The $100,000 Taxi Ride, the $403M Exit for Google Ventures and iFund, CarWoo Goes National, & More Bay Area BizTech News
Columbus Day made last week a short one, but I don’t think many San Francisco or Silicon Valley innovators pay attention to this particular holiday, as there was no shortage of technology and business news.
—My colleague Erin published a nice scoop about Baydin, a Cambridge, MA-based maker of e-mail management software whose founder won a $100,000 investment from Silicon Valley super angel Dave McClure after responding to McClure’s tweeted plea for a ride to the car repair shop. Baydin will use some of the cash to move to the Bay Area.
—CarWoo, a Y Combinator-backed startup in Burlingame, CA, went national with a service that brings consumers guaranteed price quotes on cars from local dealers. The company also said it had raised $4.2 million in Series A funding, with Interwest Partners leading the round.
—Japan’s DeNA bought Ngmoco for $403 million, providing the first exit for both Google Ventures and the iFund set up by Kleiner Perkins Caufield & Byers.
—Silicon Valley law firm Dorsey & Whitney released a survey of entrepreneurs suggesting that the much-discussed competition between “super angels” and traditional venture capital firms may be a side show. It’s regular, non-super angels who are grabbing an increasing mind share among early-stage entrepreneurs looking for investors, the survey found.

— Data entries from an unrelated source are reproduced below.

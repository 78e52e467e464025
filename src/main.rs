// SPDX-License-Identifier: MIT
// Copyright 2026 Roland Dreier <roland@rolandd.dev>

//! Stride Quest API Server
//!
//! Syncs runs from Strava and turns them into challenge progress, XP,
//! levels and achievements.

use std::sync::Arc;
use stride_quest::{
    config::{Config, StorageBackend},
    db::{FirestoreDb, MemoryStore, ProgressStore},
    services::{AwardEngine, ProgressEngine, StravaClient, StravaFeed, SyncService},
    AppState,
};
use tracing_subscriber::{layer::SubscriberExt, util::SubscriberInitExt};

#[tokio::main]
async fn main() -> Result<(), Box<dyn std::error::Error>> {
    // Initialize structured JSON logging for GCP
    init_logging()?;

    // Load configuration from environment
    let config = Config::from_env()?;
    tracing::info!(port = config.port, "Starting Stride Quest API");

    let store: Arc<dyn ProgressStore> = match config.storage_backend {
        StorageBackend::Firestore => Arc::new(FirestoreDb::new(&config.gcp_project_id).await?),
        StorageBackend::Memory => {
            tracing::warn!("Using in-memory storage; progress is lost on restart");
            Arc::new(MemoryStore::new())
        }
    };

    let feed = Arc::new(StravaFeed::new(
        StravaClient::new(config.strava_api_url.clone()),
        store.clone(),
    ));

    let awards = AwardEngine::default();
    tracing::info!(
        achievements = awards.catalog().len(),
        max_level = config.rules.max_level,
        "Gamification rules loaded"
    );

    let sync = SyncService::new(
        store.clone(),
        feed,
        ProgressEngine::new(config.rules.clone()),
        awards,
    );

    // Build shared state
    let state = Arc::new(AppState {
        config: config.clone(),
        store,
        sync,
    });

    // Build router
    let app = stride_quest::routes::create_router(state);

    // Start server
    let addr = format!("0.0.0.0:{}", config.port);
    let listener = tokio::net::TcpListener::bind(&addr).await?;
    tracing::info!(address = %addr, "Server listening");

    axum::serve(listener, app).await?;
    Ok(())
}

/// Initialize structured JSON logging (GCP-compliant).
fn init_logging() -> Result<(), Box<dyn std::error::Error>> {
    let format = tracing_subscriber::fmt::layer()
        .json()
        .with_target(false)
        .with_current_span(true)
        .flatten_event(true);

    tracing_subscriber::registry()
        .with(
            tracing_subscriber::EnvFilter::from_default_env()
                .add_directive("stride_quest=debug".parse()?)
                .add_directive("info".parse()?),
        )
        .with(format)
        .init();
    Ok(())
}
// SPDX-License-Identifier: MIT
// Copyright 2026 Roland Dreier <roland@rolandd.dev>

//! JWT authentication middleware.
//!
//! Sessions are issued by the login collaborator; this side only verifies
//! them.

use crate::error::AppError;
use crate::AppState;
use axum::{
    extract::{Request, State},
    http::header,
    middleware::Next,
    response::Response,
};
use axum_extra::extract::cookie::CookieJar;
use jsonwebtoken::{decode, Algorithm, DecodingKey, Validation};
use serde::{Deserialize, Serialize};
use std::sync::Arc;

/// Name of the session cookie.
pub const SESSION_COOKIE: &str = "stride_token";

/// JWT claims structure.
#[derive(Debug, Serialize, Deserialize, Clone)]
pub struct Claims {
    /// Subject (user ID)
    pub sub: String,
    /// Expiration time (Unix timestamp)
    pub exp: usize,
    /// Issued at (Unix timestamp)
    pub iat: usize,
}

/// Authenticated user extracted from JWT.
#[derive(Debug, Clone, Copy)]
pub struct AuthUser {
    pub user_id: u64,
}

/// Middleware that requires valid JWT authentication.
///
/// The session cookie wins over an `Authorization: Bearer` header.
pub async fn require_auth(
    State(state): State<Arc<AppState>>,
    jar: CookieJar,
    mut request: Request,
    next: Next,
) -> Result<Response, AppError> {
    let token = match jar.get(SESSION_COOKIE) {
        Some(cookie) => cookie.value().to_string(),
        None => bearer_token(&request).ok_or(AppError::Unauthorized)?,
    };

    let user_id = verify_token(&token, &state.config.jwt_signing_key)?;
    request.extensions_mut().insert(AuthUser { user_id });

    Ok(next.run(request).await)
}

fn bearer_token(request: &Request) -> Option<String> {
    request
        .headers()
        .get(header::AUTHORIZATION)
        .and_then(|h| h.to_str().ok())
        .and_then(|h| h.strip_prefix("Bearer "))
        .map(|t| t.trim().to_string())
        .filter(|t| !t.is_empty())
}

/// Verify an HS256 session token and return its user ID.
pub fn verify_token(token: &str, signing_key: &[u8]) -> Result<u64, AppError> {
    let key = DecodingKey::from_secret(signing_key);
    let validation = Validation::new(Algorithm::HS256);

    let token_data = decode::<Claims>(token, &key, &validation).map_err(|e| {
        tracing::debug!(error = %e, "Rejected session token");
        AppError::InvalidToken
    })?;

    token_data
        .claims
        .sub
        .parse()
        .map_err(|_| AppError::InvalidToken)
}
// SPDX-License-Identifier: MIT
// Copyright 2026 Roland Dreier <roland@rolandd.dev>

//! XP to level mapping.
//!
//! `level = floor(sqrt(xp / K)) + 1`, clamped to `[1, max_level]`. Level `L`
//! starts at `(L - 1)^2 * K` XP, so the next level starts at `L^2 * K`.

use crate::models::UserAggregate;
use crate::rules::GamificationRules;

/// Level for an XP total. Negative or NaN XP counts as zero.
pub fn level_for(xp: f64, rules: &GamificationRules) -> u32 {
    if xp.is_nan() || xp <= 0.0 {
        return 1;
    }
    let raw = (xp / rules.level_divisor).sqrt().floor() + 1.0;
    if raw >= rules.max_level as f64 {
        rules.max_level
    } else {
        raw as u32
    }
}

/// XP at which `level + 1` begins, or `None` at the level cap.
pub fn xp_for_next_level(level: u32, rules: &GamificationRules) -> Option<f64> {
    if level >= rules.max_level {
        return None;
    }
    let level = f64::from(level.max(1));
    Some(level * level * rules.level_divisor)
}

pub fn is_at_max_level(aggregate: &UserAggregate, rules: &GamificationRules) -> bool {
    aggregate.level >= rules.max_level
}

/// Recompute the cached level from XP.
///
/// Only raises the level, and only below the cap. Returns `true` on level-up.
pub fn check_level_up(aggregate: &mut UserAggregate, rules: &GamificationRules) -> bool {
    let new_level = level_for(aggregate.xp, rules);
    if new_level > aggregate.level && aggregate.level < rules.max_level {
        tracing::info!(
            from = aggregate.level,
            to = new_level,
            xp = aggregate.xp,
            "Level up"
        );
        aggregate.level = new_level;
        return true;
    }
    false
}
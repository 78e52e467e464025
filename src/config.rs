//! Application configuration loaded from environment variables.
//!
//! Secrets arrive as environment variables (injected by the platform's
//! secret bindings) and are read once at startup.

use crate::rules::{GamificationRules, RulesError};
use std::env;
use std::str::FromStr;
use std::sync::Arc;

/// Where progress data is stored.
#[derive(Debug, Clone, Copy, PartialEq, Eq)]
pub enum StorageBackend {
    Firestore,
    /// Process-local store; data is lost on restart
    Memory,
}

impl FromStr for StorageBackend {
    type Err = ConfigError;

    fn from_str(s: &str) -> Result<Self, Self::Err> {
        match s.trim().to_ascii_lowercase().as_str() {
            "firestore" => Ok(StorageBackend::Firestore),
            "memory" => Ok(StorageBackend::Memory),
            other => Err(ConfigError::Invalid {
                name: "STORAGE_BACKEND",
                value: other.to_string(),
            }),
        }
    }
}

/// Application configuration, loaded once at startup.
#[derive(Debug, Clone)]
pub struct Config {
    // --- Environment Variables (non-sensitive) ---
    /// Frontend URL allowed by CORS
    pub frontend_url: String,
    /// GCP project ID
    pub gcp_project_id: String,
    /// Server port
    pub port: u16,
    pub storage_backend: StorageBackend,
    /// Strava API base URL (overridable for local fakes)
    pub strava_api_url: String,

    // --- Secrets ---
    /// JWT signing key for session tokens (raw bytes)
    pub jwt_signing_key: Vec<u8>,

    /// Balance table shared by the engines
    pub rules: Arc<GamificationRules>,
}

const DEFAULT_STRAVA_API_URL: &str = "https://www.strava.com/api/v3";

impl Config {
    /// Config for tests: in-memory storage and a fixed signing key.
    pub fn test_default() -> Self {
        Self {
            frontend_url: "http://localhost:5173".to_string(),
            gcp_project_id: "test-project".to_string(),
            port: 8080,
            storage_backend: StorageBackend::Memory,
            strava_api_url: DEFAULT_STRAVA_API_URL.to_string(),
            jwt_signing_key: b"test_jwt_key_32_bytes_minimum!!".to_vec(),
            rules: Arc::new(GamificationRules::default()),
        }
    }

    /// Load configuration from environment variables.
    ///
    /// If `GAMIFICATION_RULES_PATH` is set, the rule set is read from that
    /// JSON file; otherwise the built-in rules apply.
    pub fn from_env() -> Result<Self, ConfigError> {
        dotenvy::dotenv().ok(); // Load .env file if present

        let rules = match env::var("GAMIFICATION_RULES_PATH") {
            Ok(path) => {
                let rules = GamificationRules::load_from_file(&path)?;
                tracing::info!(path = %path, "Loaded gamification rules");
                rules
            }
            Err(_) => GamificationRules::default(),
        };

        Ok(Self {
            frontend_url: env::var("FRONTEND_URL")
                .unwrap_or_else(|_| "http://localhost:5173".to_string()),
            gcp_project_id: env::var("GCP_PROJECT_ID").unwrap_or_else(|_| "local-dev".to_string()),
            port: env::var("PORT")
                .unwrap_or_else(|_| "8080".to_string())
                .parse()
                .unwrap_or(8080),
            storage_backend: env::var("STORAGE_BACKEND")
                .unwrap_or_else(|_| "firestore".to_string())
                .parse()?,
            strava_api_url: env::var("STRAVA_API_URL")
                .unwrap_or_else(|_| DEFAULT_STRAVA_API_URL.to_string()),

            jwt_signing_key: env::var("JWT_SIGNING_KEY")
                .map_err(|_| ConfigError::Missing("JWT_SIGNING_KEY"))?
                .into_bytes(),

            rules: Arc::new(rules),
        })
    }
}

/// Configuration errors
#[derive(Debug, thiserror::Error)]
pub enum ConfigError {
    #[error("Missing required environment variable: {0}")]
    Missing(&'static str),

    #[error("Invalid value for {name}: {value:?}")]
    Invalid { name: &'static str, value: String },

    #[error(transparent)]
    Rules(#[from] RulesError),
}
// SPDX-License-Identifier: MIT
// Copyright 2026 Roland Dreier <roland@kernel.org>

//! Validated activity record handed to the progress engine.

use crate::error::AppError;
use crate::services::strava::StravaActivitySummary;
use chrono::{DateTime, NaiveDate, Utc};

/// Activity type. Only runs count toward progress.
#[derive(Debug, Clone, PartialEq, Eq)]
pub enum ActivityType {
    Run,
    Other(String),
}

impl From<&str> for ActivityType {
    fn from(name: &str) -> Self {
        match name {
            "Run" => ActivityType::Run,
            other => ActivityType::Other(other.to_string()),
        }
    }
}

/// An activity as seen by the progress engine.
///
/// Built from a Strava summary at the feed boundary; records that fail
/// validation never reach the engine.
#[derive(Debug, Clone, PartialEq)]
pub struct ActivityRecord {
    /// Strava activity ID
    pub id: u64,
    pub name: String,
    pub activity_type: ActivityType,
    /// Distance in kilometers (>= 0)
    pub distance_km: f64,
    pub occurred_at: DateTime<Utc>,
}

impl ActivityRecord {
    /// Convenience constructor for a run.
    pub fn run(id: u64, distance_km: f64, occurred_at: DateTime<Utc>) -> Self {
        Self {
            id,
            name: format!("Run {}", id),
            activity_type: ActivityType::Run,
            distance_km,
            occurred_at,
        }
    }

    pub fn is_run(&self) -> bool {
        self.activity_type == ActivityType::Run
    }

    /// Calendar date (UTC) used for streak tracking.
    pub fn activity_date(&self) -> NaiveDate {
        self.occurred_at.date_naive()
    }
}

impl TryFrom<StravaActivitySummary> for ActivityRecord {
    type Error = AppError;

    fn try_from(summary: StravaActivitySummary) -> Result<Self, Self::Error> {
        if !summary.distance.is_finite() || summary.distance < 0.0 {
            return Err(AppError::InvalidInput(format!(
                "Activity {} has invalid distance {}",
                summary.id, summary.distance
            )));
        }

        let occurred_at = DateTime::parse_from_rfc3339(&summary.start_date)
            .map_err(|e| {
                AppError::InvalidInput(format!(
                    "Activity {} has invalid start_date {:?}: {}",
                    summary.id, summary.start_date, e
                ))
            })?
            .with_timezone(&Utc);

        let activity_type = summary
            .activity_type
            .as_deref()
            .or(summary.sport_type.as_deref())
            .map(ActivityType::from)
            .ok_or_else(|| {
                AppError::InvalidInput(format!("Activity {} has no type", summary.id))
            })?;

        Ok(Self {
            id: summary.id,
            name: summary.name,
            activity_type,
            distance_km: summary.distance / 1000.0,
            occurred_at,
        })
    }
}
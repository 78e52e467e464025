// SPDX-License-Identifier: MIT
// Copyright 2026 Roland Dreier <roland@rolandd.dev>

//! Consecutive-day streak tracking per enrollment.
//!
//! Callers must feed one enrollment's activities in ascending chronological
//! order. Out-of-order input is treated as a backdated activity and resets
//! the streak.

use crate::models::Enrollment;
use chrono::{DateTime, Utc};

/// What an activity did to the streak.
#[derive(Debug, Clone, Copy, PartialEq, Eq)]
pub enum StreakTransition {
    /// First activity for this enrollment
    Started,
    /// Activity on the day after the previous one
    Extended,
    /// Another activity on the same calendar day
    SameDay,
    /// Gap of more than one day, or a backdated activity
    Reset,
}

/// Apply an activity at `activity_at` to the enrollment's streak.
///
/// Streaks compare UTC calendar dates, not instants. `last_progress_at` is
/// only moved forward.
pub fn apply_streak(enrollment: &mut Enrollment, activity_at: DateTime<Utc>) -> StreakTransition {
    let today = activity_at.date_naive();

    let transition = match enrollment.last_progress_at.map(|last| last.date_naive()) {
        None => StreakTransition::Started,
        Some(last_date) if today == last_date => StreakTransition::SameDay,
        Some(last_date) if last_date.succ_opt() == Some(today) => StreakTransition::Extended,
        Some(_) => StreakTransition::Reset,
    };

    match transition {
        StreakTransition::Started | StreakTransition::Reset => enrollment.streak_days = 1,
        StreakTransition::Extended => {
            enrollment.streak_days = enrollment.streak_days.saturating_add(1)
        }
        // A same-day repeat after a zeroed record still counts as day one.
        StreakTransition::SameDay => enrollment.streak_days = enrollment.streak_days.max(1),
    }

    if enrollment
        .last_progress_at
        .is_none_or(|last| activity_at > last)
    {
        enrollment.last_progress_at = Some(activity_at);
    }

    transition
}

—Speaking of venture capital, both CB Insights and MoneyTree released their quarterly surveys of venture investing activity this week. The organizations concluded that venture firms invested less money in the third quarter of 2010 compared to the second quarter, but that the money was spread across more deals.
—San Francisco-based game maker Zynga announced that it would expand to Seattle. The company also raised $6.3 million in a sale of equity, perhaps to pay for one of its recent acquisitions, Bonfire Studios.
—I came out of the closet as a newbie geek runner, publishing a head-to-head comparison of Runmeter, a run tracking app for the iPhone made by San Francisco-based Abvio, and RunKeeper, a competing app made by Boston-based FitnessKeeper. (In a follow-up article published today, I talk with Abvio co-founder Steve Kusmer and FitnessKeeper founder Jason Jacobs.)
—Here at Xconomy, I lifted the veil a bit on my backlog of reported but as-yet-unwritten feature stories, and we announced that we’re looking to hire an additional reporter/writer here in the Bay Area.